Disney, 'Sleeping Beauty,' and 'Kitt Kittredge': Help Me Understand This


I freely admit that sometimes I am not the brightest bulb in the chandelier, so perhaps you can help me understand this...

While I was on my book tour in October, I kept seeing ads on billboards and bus shelters for Disney's release of 'Sleeping Beauty.' (I also read this review in the New York Times.) Disney refers to this as the first of its "animated classics" to be released on Blu-ray.

There are two options for those who want to buy 'Sleeping Beauty.' For about $24 on Amazon, you can get a package that includes a Blu-ray DVD and standard-definition DVD. (The Blu-ray disc has some interactive BD Live features, too.) Or for $15, you can get a two-disc standard-definition DVD set.

What you cannot do is download 'Sleeping Beauty' on Movielink, CinemaNow, iTunes, Amazon, or any other legal marketplace for digital movies.

I happened to have a chance to talk with two execs, one at Disney and one at Pixar, about the situation.

My point: why spend all that marketing money to remind people about the existence of a 50-year old movie if you're not going to offer it in all the formats people might want to watch it in?

Also, Apple said last year that there were 500 million active iTunes users, and about a million new downloads of the software every day. The most optimistic projections about Blu-ray players envision that there will be about ten million of them in use by the end of this year. (And yes, that includes those built in to Sony's PS3 game console.)

So you're going to spend millions of marketing dollars to sell to a potential audience of 10 million instead of 500+ million? I own some Disney stock, and that don't make sense to me as a shareholder.

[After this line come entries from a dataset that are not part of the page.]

//! Text rendering of the current screen.

use sobras_core::controller::{AdvisoryKind, AppController, AppStep};
use sobras_core::{CookingTime, DietaryRestriction, Filters, MealType, Recipe};

const TITLE: &str = "=== Sobras Mágicas IA ===";

pub fn render(app: &AppController) -> String {
    let mut lines = vec![TITLE.to_string()];

    if let Some(advisory) = app.advisory() {
        let marker = match advisory.kind {
            AdvisoryKind::Notice => "ℹ",
            AdvisoryKind::Error => "⚠",
        };
        lines.push(format!("{} {}", marker, advisory.message));
    }
    lines.push(String::new());

    match app.step() {
        AppStep::Welcome => welcome(app, &mut lines),
        AppStep::ConfirmIngredients => confirm_ingredients(app, &mut lines),
        AppStep::Generating => lines.push("Cocinando ideas...".to_string()),
        AppStep::Results => results(app, &mut lines),
        AppStep::Favorites => favorites(app, &mut lines),
    }

    lines.join("\n")
}

fn welcome(app: &AppController, lines: &mut Vec<String>) {
    lines.push("Convierte las sobras de tu nevera en recetas deliciosas.".to_string());
    if app.camera_active() {
        lines.push("Cámara activa: 'snap' para capturar, 'cancel' para cerrar.".to_string());
    } else {
        lines.push("  photo <ruta>  Analizar una foto".to_string());
        lines.push("  camera        Usar la cámara".to_string());
    }
    lines.push(format!(
        "  favorites     Mis favoritos ({})",
        app.favorites().len()
    ));
}

fn confirm_ingredients(app: &AppController, lines: &mut Vec<String>) {
    lines.push("Ingredientes:".to_string());
    if app.ingredients().is_empty() {
        lines.push("  (ninguno, usa 'add <nombre>')".to_string());
    }
    for (i, name) in app.ingredients().iter().enumerate() {
        lines.push(format!("  {}. {}", i + 1, name));
    }

    lines.push(String::new());
    filters(app.filters(), lines);
    lines.push(String::new());
    lines.push("'generate' para buscar recetas.".to_string());
}

fn filters(filters: &Filters, lines: &mut Vec<String>) {
    lines.push(format!("Tipo de comida: {}", filters.meal_type.label()));
    lines.push(format!(
        "  {}",
        numbered(MealType::ALL.iter().map(|m| m.label()))
    ));
    lines.push(format!("Tiempo de cocción: {}", filters.cooking_time.label()));
    lines.push(format!(
        "  {}",
        numbered(CookingTime::ALL.iter().map(|t| t.label()))
    ));
    lines.push(format!(
        "Restricciones: {}",
        filters.restrictions_label()
    ));
    lines.push(format!(
        "  {}",
        numbered(DietaryRestriction::ALL.iter().map(|r| r.label()))
    ));
}

fn numbered<'a>(labels: impl Iterator<Item = &'a str>) -> String {
    labels
        .enumerate()
        .map(|(i, label)| format!("{}) {}", i + 1, label))
        .collect::<Vec<_>>()
        .join("  ")
}

fn results(app: &AppController, lines: &mut Vec<String>) {
    lines.push("Tus recetas:".to_string());
    for (i, recipe) in app.recipes().iter().enumerate() {
        lines.push(String::new());
        lines.push(recipe_card(i + 1, recipe, app.is_favorite(&recipe.id)));
    }
    lines.push(String::new());
    lines.push("'fav <n>' para guardar, 'back' para cambiar ingredientes.".to_string());
}

fn favorites(app: &AppController, lines: &mut Vec<String>) {
    lines.push("Mis favoritos:".to_string());
    if app.favorites().is_empty() {
        lines.push("Aún no tienes recetas favoritas. 'reset' para buscar recetas.".to_string());
        return;
    }
    for (i, recipe) in app.favorites().iter().enumerate() {
        lines.push(String::new());
        lines.push(recipe_card(i + 1, recipe, true));
    }
    lines.push(String::new());
    lines.push("'fav <n>' para quitar, 'reset' para empezar de nuevo.".to_string());
}

pub fn recipe_card(position: usize, recipe: &Recipe, favorite: bool) -> String {
    let star = if favorite { "★" } else { "☆" };
    let mut lines = vec![
        format!("{}. {} {}", position, recipe.name, star),
        format!("   {}", recipe.description),
        format!(
            "   Dificultad: {} | Tiempo: {}",
            recipe.difficulty.label(),
            recipe.prep_time
        ),
    ];
    if !recipe.dietary_tags.is_empty() {
        lines.push(format!("   Etiquetas: {}", recipe.dietary_tags.join(", ")));
    }
    lines.push(format!("   Usas: {}", recipe.used_ingredients.join(", ")));
    if !recipe.missing_ingredients.is_empty() {
        lines.push(format!(
            "   Te falta: {}",
            recipe.missing_ingredients.join(", ")
        ));
    }
    lines.push("   Preparación:".to_string());
    for (i, step) in recipe.steps.iter().enumerate() {
        lines.push(format!("     {}. {}", i + 1, step));
    }
    for fact in &recipe.ingredient_facts {
        lines.push(format!("   Sabías que... {}: {}", fact.ingredient, fact.fact));
    }
    lines.join("\n")
}

#[cfg(test)]
mod tests {
    use super::*;
    use sobras_core::{Difficulty, Favorites, FavoritesStore, IngredientFact, MemoryStore};
    use std::sync::Arc;

    fn controller() -> AppController {
        AppController::new(Favorites::load(FavoritesStore::new(Arc::new(
            MemoryStore::new(),
        ))))
    }

    #[test]
    fn test_render_welcome() {
        let screen = render(&controller());
        assert!(screen.starts_with(TITLE));
        assert!(screen.contains("photo <ruta>"));
        assert!(screen.contains("Mis favoritos (0)"));
    }

    #[test]
    fn test_render_empty_favorites() {
        let mut app = controller();
        app.show_favorites().unwrap();
        assert!(render(&app).contains("Aún no tienes recetas favoritas"));
    }

    #[test]
    fn test_recipe_card() {
        let recipe = Recipe {
            id: "pisto-abc1234".to_string(),
            name: "Pisto".to_string(),
            description: "Verduras pochadas.".to_string(),
            used_ingredients: vec!["Tomate".to_string(), "Cebolla".to_string()],
            missing_ingredients: vec![],
            steps: vec!["Pochar".to_string(), "Añadir tomate".to_string()],
            difficulty: Difficulty::Easy,
            prep_time: "25 min".to_string(),
            dietary_tags: vec!["Vegano".to_string()],
            ingredient_facts: vec![IngredientFact {
                ingredient: "Tomate".to_string(),
                fact: "Es una fruta.".to_string(),
            }],
        };

        let card = recipe_card(2, &recipe, true);
        assert!(card.starts_with("2. Pisto ★"));
        assert!(card.contains("Dificultad: Fácil | Tiempo: 25 min"));
        assert!(card.contains("     2. Añadir tomate"));
        assert!(!card.contains("Te falta"));
        assert!(card.contains("Tomate: Es una fruta."));
    }
}
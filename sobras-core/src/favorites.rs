//! Favorite recipes, persisted under a single well-known key.
//!
//! Persistence is best-effort in both directions: a missing or corrupt value
//! loads as an empty list, and a failed save is logged and otherwise ignored.
//! Every mutation rewrites the whole list.

use std::sync::Arc;

use crate::error::AppError;
use crate::storage::{KeyValueStore, StorageError};
use crate::types::Recipe;

/// Storage key holding the JSON array of favorite recipes.
pub const FAVORITES_KEY: &str = "sobrasMagicas-favorites";

/// Reads and writes the serialized favorites list.
#[derive(Clone)]
pub struct FavoritesStore {
    store: Arc<dyn KeyValueStore>,
}

impl FavoritesStore {
    pub fn new(store: Arc<dyn KeyValueStore>) -> Self {
        Self { store }
    }

    pub fn try_load(&self) -> Result<Vec<Recipe>, StorageError> {
        match self.store.get(FAVORITES_KEY)? {
            Some(json) => {
                serde_json::from_str(&json).map_err(|e| StorageError::Corrupt(e.to_string()))
            }
            None => Ok(Vec::new()),
        }
    }

    /// Load favorites, falling back to an empty list on any error.
    pub fn load(&self) -> Vec<Recipe> {
        match self.try_load() {
            Ok(recipes) => {
                tracing::debug!(count = recipes.len(), "Loaded favorites");
                recipes
            }
            Err(e) => {
                tracing::warn!(error = %AppError::PersistenceFailed(e), "Could not load favorites");
                Vec::new()
            }
        }
    }

    pub fn try_save(&self, recipes: &[Recipe]) -> Result<(), StorageError> {
        let json =
            serde_json::to_string(recipes).map_err(|e| StorageError::Corrupt(e.to_string()))?;
        self.store.set(FAVORITES_KEY, &json)
    }

    /// Save favorites. Failures are logged, never returned.
    pub fn save(&self, recipes: &[Recipe]) {
        if let Err(e) = self.try_save(recipes) {
            tracing::warn!(error = %AppError::PersistenceFailed(e), "Could not save favorites");
        }
    }
}

/// The in-memory favorites set, written through to its store.
///
/// Membership is by recipe id.
pub struct Favorites {
    recipes: Vec<Recipe>,
    store: FavoritesStore,
}

impl Favorites {
    /// Load the persisted favorites.
    pub fn load(store: FavoritesStore) -> Self {
        let recipes = store.load();
        Self { recipes, store }
    }

    pub fn contains(&self, recipe_id: &str) -> bool {
        self.recipes.iter().any(|r| r.id == recipe_id)
    }

    /// Add the recipe if it is not a favorite, remove it otherwise, then
    /// persist the full list.
    ///
    /// Returns true if the recipe is a favorite afterwards.
    pub fn toggle(&mut self, recipe: &Recipe) -> bool {
        let now_favorite = if self.contains(&recipe.id) {
            self.recipes.retain(|r| r.id != recipe.id);
            false
        } else {
            self.recipes.push(recipe.clone());
            true
        };

        tracing::debug!(
            recipe_id = %recipe.id,
            favorite = now_favorite,
            count = self.recipes.len(),
            "Toggled favorite"
        );
        self.store.save(&self.recipes);
        now_favorite
    }

    pub fn get(&self, recipe_id: &str) -> Option<&Recipe> {
        self.recipes.iter().find(|r| r.id == recipe_id)
    }

    pub fn len(&self) -> usize {
        self.recipes.len()
    }

    pub fn is_empty(&self) -> bool {
        self.recipes.is_empty()
    }

    pub fn as_slice(&self) -> &[Recipe] {
        &self.recipes
    }

    pub fn iter(&self) -> impl Iterator<Item = &Recipe> {
        self.recipes.iter()
    }
}
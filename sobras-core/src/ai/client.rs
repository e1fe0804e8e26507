//! AI client implementation using the Gemini `generateContent` API.

use async_trait::async_trait;
use base64::engine::general_purpose::STANDARD as BASE64;
use base64::Engine as _;
use serde::{Deserialize, Serialize};
use thiserror::Error;

use super::config::AiConfig;
use super::types::{GenerateRequest, GenerateResponse, Part, Usage};

#[derive(Error, Debug)]
pub enum AiError {
    #[error("API request failed: {0}")]
    RequestFailed(String),

    #[error("API returned error: {status} - {message}")]
    Api { status: u16, message: String },

    #[error("Failed to parse response: {0}")]
    ParseError(String),

    #[error("Response does not match the expected schema: {0}")]
    InvalidResponse(String),

    #[error("Configuration error: {0}")]
    Config(#[from] super::config::ConfigError),
}

/// Trait for AI clients.
///
/// Calls are single-shot: implementations must not retry. The `prompt_name`
/// identifies the prompt for logging and for fakes.
#[async_trait]
pub trait AiClient: Send + Sync {
    async fn complete(
        &self,
        prompt_name: &str,
        request: GenerateRequest,
    ) -> Result<GenerateResponse, AiError>;
}

/// Client for the hosted Gemini API.
pub struct GeminiClient {
    client: reqwest::Client,
    config: AiConfig,
}

impl GeminiClient {
    pub fn new(config: AiConfig) -> Result<Self, AiError> {
        let client = reqwest::Client::builder()
            .timeout(config.timeout)
            .build()
            .map_err(|e| AiError::RequestFailed(e.to_string()))?;
        Ok(Self { client, config })
    }

    pub fn config(&self) -> &AiConfig {
        &self.config
    }

    fn endpoint(&self) -> String {
        format!(
            "{}/models/{}:generateContent",
            self.config.base_url, self.config.model
        )
    }
}

impl std::fmt::Debug for GeminiClient {
    fn fmt(&self, f: &mut std::fmt::Formatter<'_>) -> std::fmt::Result {
        f.debug_struct("GeminiClient")
            .field("model", &self.config.model)
            .field("base_url", &self.config.base_url)
            .finish()
    }
}

/// Gemini API request format.
#[derive(Debug, Serialize)]
#[serde(rename_all = "camelCase")]
struct GeminiRequest<'a> {
    contents: Vec<GeminiContent>,
    #[serde(skip_serializing_if = "Option::is_none")]
    generation_config: Option<GenerationConfig<'a>>,
}

#[derive(Debug, Serialize)]
struct GeminiContent {
    role: &'static str,
    parts: Vec<GeminiPart>,
}

#[derive(Debug, Serialize)]
#[serde(untagged)]
enum GeminiPart {
    Text {
        text: String,
    },
    InlineData {
        #[serde(rename = "inlineData")]
        inline_data: InlineData,
    },
}

#[derive(Debug, Serialize)]
#[serde(rename_all = "camelCase")]
struct InlineData {
    mime_type: String,
    data: String,
}

#[derive(Debug, Serialize)]
#[serde(rename_all = "camelCase")]
struct GenerationConfig<'a> {
    #[serde(skip_serializing_if = "Option::is_none")]
    response_mime_type: Option<&'static str>,
    #[serde(skip_serializing_if = "Option::is_none")]
    response_schema: Option<&'a serde_json::Value>,
    #[serde(skip_serializing_if = "Option::is_none")]
    max_output_tokens: Option<u32>,
    #[serde(skip_serializing_if = "Option::is_none")]
    temperature: Option<f32>,
}

/// Gemini API response format.
#[derive(Debug, Deserialize)]
#[serde(rename_all = "camelCase")]
struct GeminiResponse {
    #[serde(default)]
    candidates: Vec<GeminiCandidate>,
    #[serde(default)]
    usage_metadata: Option<UsageMetadata>,
}

#[derive(Debug, Deserialize)]
struct GeminiCandidate {
    #[serde(default)]
    content: Option<CandidateContent>,
}

#[derive(Debug, Deserialize)]
struct CandidateContent {
    #[serde(default)]
    parts: Vec<ResponsePart>,
}

#[derive(Debug, Deserialize)]
struct ResponsePart {
    text: Option<String>,
}

#[derive(Debug, Deserialize)]
#[serde(rename_all = "camelCase")]
struct UsageMetadata {
    #[serde(default)]
    prompt_token_count: u32,
    #[serde(default)]
    candidates_token_count: u32,
    #[serde(default)]
    total_token_count: u32,
}

/// Error response from the Gemini API.
#[derive(Debug, Deserialize)]
struct GoogleErrorResponse {
    error: GoogleApiError,
}

#[derive(Debug, Deserialize)]
struct GoogleApiError {
    message: String,
}

fn build_request(request: &GenerateRequest) -> GeminiRequest<'_> {
    let parts = request
        .parts
        .iter()
        .map(|part| match part {
            Part::Text(text) => GeminiPart::Text { text: text.clone() },
            Part::Image(image) => GeminiPart::InlineData {
                inline_data: InlineData {
                    mime_type: image.mime_type.clone(),
                    data: BASE64.encode(&image.bytes),
                },
            },
        })
        .collect();

    let wants_config = request.response_schema.is_some()
        || request.max_output_tokens.is_some()
        || request.temperature.is_some();

    let generation_config = wants_config.then(|| GenerationConfig {
        response_mime_type: request
            .response_schema
            .as_ref()
            .map(|_| "application/json"),
        response_schema: request.response_schema.as_ref(),
        max_output_tokens: request.max_output_tokens,
        temperature: request.temperature,
    });

    GeminiRequest {
        contents: vec![GeminiContent {
            role: "user",
            parts,
        }],
        generation_config,
    }
}

fn parse_response(body: &str) -> Result<GenerateResponse, AiError> {
    let response: GeminiResponse =
        serde_json::from_str(body).map_err(|e| AiError::ParseError(e.to_string()))?;

    let candidate = response
        .candidates
        .into_iter()
        .next()
        .ok_or_else(|| AiError::ParseError("No candidates in response".to_string()))?;

    let text = candidate
        .content
        .map(|c| {
            c.parts
                .into_iter()
                .filter_map(|p| p.text)
                .collect::<Vec<_>>()
                .join("")
        })
        .unwrap_or_default();

    let usage = response
        .usage_metadata
        .map(|u| Usage {
            prompt_tokens: u.prompt_token_count,
            completion_tokens: u.candidates_token_count,
            total_tokens: u.total_token_count,
        })
        .unwrap_or_default();

    Ok(GenerateResponse { text, usage })
}

#[async_trait]
impl AiClient for GeminiClient {
    async fn complete(
        &self,
        prompt_name: &str,
        request: GenerateRequest,
    ) -> Result<GenerateResponse, AiError> {
        let body = build_request(&request);

        tracing::debug!(
            prompt_name = prompt_name,
            model = %self.config.model,
            "Calling AI API"
        );

        let response = self
            .client
            .post(self.endpoint())
            .header("x-goog-api-key", &self.config.api_key)
            .json(&body)
            .send()
            .await
            .map_err(|e| AiError::RequestFailed(e.to_string()))?;

        let status = response.status().as_u16();
        let text = response
            .text()
            .await
            .map_err(|e| AiError::RequestFailed(e.to_string()))?;

        if !(200..300).contains(&status) {
            let message = serde_json::from_str::<GoogleErrorResponse>(&text)
                .map(|e| e.error.message)
                .unwrap_or(text);
            return Err(AiError::Api { status, message });
        }

        let parsed = parse_response(&text)?;

        tracing::debug!(
            prompt_name = prompt_name,
            prompt_tokens = parsed.usage.prompt_tokens,
            completion_tokens = parsed.usage.completion_tokens,
            "AI API call completed"
        );

        Ok(parsed)
    }
}

#[cfg(test)]
mod tests {
    use super::*;
    use crate::image::ImageData;
    use serde_json::json;

    #[test]
    fn test_build_multimodal_request() {
        let request = GenerateRequest {
            parts: vec![
                Part::image(ImageData::new(vec![1, 2, 3], "image/jpeg")),
                Part::text("¿Qué hay?"),
            ],
            ..Default::default()
        };

        let body = serde_json::to_value(build_request(&request)).unwrap();
        assert_eq!(
            body,
            json!({
                "contents": [{
                    "role": "user",
                    "parts": [
                        {"inlineData": {"mimeType": "image/jpeg", "data": "AQID"}},
                        {"text": "¿Qué hay?"}
                    ]
                }]
            })
        );
    }

    #[test]
    fn test_build_json_request() {
        let schema = json!({"type": "OBJECT"});
        let request = GenerateRequest {
            parts: vec![Part::text("recetas")],
            response_schema: Some(schema.clone()),
            ..Default::default()
        };

        let body = serde_json::to_value(build_request(&request)).unwrap();
        assert_eq!(
            body["generationConfig"],
            json!({"responseMimeType": "application/json", "responseSchema": schema})
        );
    }

    #[test]
    fn test_parse_response() {
        let body = r#"{
            "candidates": [{"content": {"parts": [{"text": "tomates, "}, {"text": "huevos"}]}}],
            "usageMetadata": {"promptTokenCount": 10, "candidatesTokenCount": 4, "totalTokenCount": 14}
        }"#;
        let response = parse_response(body).unwrap();
        assert_eq!(response.text, "tomates, huevos");
        assert_eq!(response.usage.total_tokens, 14);
    }

    #[test]
    fn test_parse_response_without_text_is_empty() {
        let response = parse_response(r#"{"candidates": [{"finishReason": "STOP"}]}"#).unwrap();
        assert_eq!(response.text, "");
    }

    #[test]
    fn test_parse_response_without_candidates() {
        assert!(matches!(
            parse_response(r#"{"candidates": []}"#),
            Err(AiError::ParseError(_))
        ));
        assert!(matches!(
            parse_response("<html>"),
            Err(AiError::ParseError(_))
        ));
    }

    #[test]
    fn test_endpoint() {
        let client = GeminiClient::new(AiConfig::new("key")).unwrap();
        assert_eq!(
            client.endpoint(),
            "https://generativelanguage.googleapis.com/v1beta/models/gemini-2.5-flash:generateContent"
        );
    }
}
use thiserror::Error;

use crate::ai::AiError;
use crate::camera::CameraError;
use crate::controller::AppStep;
use crate::storage::StorageError;

/// Errors surfaced by the application flow.
///
/// Every variant is recovered close to the user: it becomes a short advisory
/// on the current screen (see [`AppError::advisory`]), except
/// `PersistenceFailed`, which is only logged.
#[derive(Error, Debug)]
pub enum AppError {
    #[error("Ingredient identification failed: {0}")]
    IdentifyFailed(#[source] AiError),

    #[error("Recipe generation failed: {0}")]
    GenerateFailed(#[source] AiError),

    #[error("Camera unavailable: {0}")]
    CameraUnavailable(#[source] CameraError),

    #[error("Validation failed: {0}")]
    ValidationFailed(String),

    #[error("Favorites persistence failed: {0}")]
    PersistenceFailed(#[source] StorageError),

    #[error("A request is already in progress")]
    Busy,

    #[error("Cannot {action} from {from:?}")]
    InvalidTransition { from: AppStep, action: &'static str },
}

pub const IDENTIFY_FAILED_MESSAGE: &str =
    "No se pudieron identificar los ingredientes. Inténtalo con otra imagen.";
pub const GENERATE_FAILED_MESSAGE: &str =
    "No se pudieron generar las recetas. Intenta ajustar los ingredientes o filtros.";
pub const CAMERA_UNAVAILABLE_MESSAGE: &str =
    "No se pudo acceder a la cámara. Asegúrate de haber dado permiso y que tu dispositivo sea compatible.";
pub const EMPTY_INGREDIENTS_MESSAGE: &str =
    "Añade al menos un ingrediente para generar recetas.";
pub const NO_INGREDIENTS_FOUND_MESSAGE: &str =
    "No se reconocieron ingredientes. Prueba con una foto más clara o añádelos manualmente.";
const PERSISTENCE_FAILED_MESSAGE: &str = "No se pudieron guardar los favoritos.";
const BUSY_MESSAGE: &str = "Espera a que termine la operación en curso.";
const INVALID_TRANSITION_MESSAGE: &str = "Esa acción no está disponible en esta pantalla.";

impl AppError {
    /// Short user-facing message for this error.
    pub fn advisory(&self) -> &str {
        match self {
            AppError::IdentifyFailed(_) => IDENTIFY_FAILED_MESSAGE,
            AppError::GenerateFailed(_) => GENERATE_FAILED_MESSAGE,
            AppError::CameraUnavailable(_) => CAMERA_UNAVAILABLE_MESSAGE,
            AppError::ValidationFailed(message) => message,
            AppError::PersistenceFailed(_) => PERSISTENCE_FAILED_MESSAGE,
            AppError::Busy => BUSY_MESSAGE,
            AppError::InvalidTransition { .. } => INVALID_TRANSITION_MESSAGE,
        }
    }
}
use rand::Rng;
use serde::{Deserialize, Serialize};

/// Length of the random suffix appended to generated recipe ids.
pub const ID_SUFFIX_LEN: usize = 7;

const ID_ALPHABET: &[u8] = b"0123456789abcdefghijklmnopqrstuvwxyz";

/// How hard a recipe is to prepare.
#[derive(Debug, Clone, Copy, PartialEq, Eq, Hash, Serialize, Deserialize)]
pub enum Difficulty {
    #[serde(alias = "Fácil", alias = "easy")]
    Easy,
    #[serde(alias = "Media", alias = "medium")]
    Medium,
    #[serde(alias = "Difícil", alias = "hard")]
    Hard,
}

impl Difficulty {
    pub fn label(&self) -> &'static str {
        match self {
            Difficulty::Easy => "Fácil",
            Difficulty::Medium => "Media",
            Difficulty::Hard => "Difícil",
        }
    }
}

/// A short fact about one of the ingredients a recipe uses.
#[derive(Debug, Clone, PartialEq, Eq, Serialize, Deserialize)]
pub struct IngredientFact {
    pub ingredient: String,
    pub fact: String,
}

/// A generated recipe.
///
/// Field names match the JSON shape requested from the model, so a stored
/// favorite and a freshly generated recipe serialize the same way.
#[derive(Debug, Clone, PartialEq, Eq, Serialize, Deserialize)]
#[serde(rename_all = "camelCase")]
pub struct Recipe {
    pub id: String,
    pub name: String,
    pub description: String,
    pub used_ingredients: Vec<String>,
    pub missing_ingredients: Vec<String>,
    pub steps: Vec<String>,
    pub difficulty: Difficulty,
    pub prep_time: String,
    pub dietary_tags: Vec<String>,
    pub ingredient_facts: Vec<IngredientFact>,
}

/// Build a client-side recipe id: the name slug plus a random suffix.
///
/// e.g., "Tortilla de Patatas" -> "tortilla-de-patatas-k3j9x0a"
pub fn recipe_id(name: &str) -> String {
    recipe_id_with_rng(name, &mut rand::thread_rng())
}

pub fn recipe_id_with_rng<R: Rng>(name: &str, rng: &mut R) -> String {
    let slug = name
        .split_whitespace()
        .collect::<Vec<_>>()
        .join("-")
        .to_lowercase();

    let suffix: String = (0..ID_SUFFIX_LEN)
        .map(|_| ID_ALPHABET[rng.gen_range(0..ID_ALPHABET.len())] as char)
        .collect();

    format!("{}-{}", slug, suffix)
}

I heard a number of rationales for why Disney would re-release a classic on disc, but not make it available to families that wanted a digital download to watch on their laptop, iPhone, or iPod. Among them:

    - We'll eventually do a digital release of 'Sleeping Beauty' and we'll do another marketing campaign then.
    - 'Sleeping Beauty' is more targeted at Disney-philes and collectors, not actual children
    - We want to promote the Blu-ray platform
    - We feel people will be confused by our promotion of Blu-ray and BD Live as a high-quality, interactive, high-pixel-count experience...if they are also presented with the option to buy a lower-quality digital version.
    - You have to master a movie all over again especially for the download version.
    - Movies sold on iTunes just don't look very good. (This ignores the fact that iTunes, Movielink, and CinemaNow all support HD or near-HD content.)


Contrast Disney's approach to the one Warner Bros. took with its release of 'Kitt Kittredge' last week. The movie is available on iTunes, Movielink, or Amazon as a $3.99 rental or $14.99 download. (For some reason, the download on Movielink is a bit more expensive.) The $16 standard-def DVD comes with a digital copy for your PC or Windows portable media player, as does the $27 Blu-ray disc.

(Unfortunately, the Warner Bros. "digital copy" won't play on the iPod or a Mac. That's a problem, and it makes Apple owners feel like they're paying for something extra that they can't enjoy. But at least interested viewers can purchase an iPod/Mac-compatible copy from Apple.)

So would someone explain to me how the Disney strategy makes sense?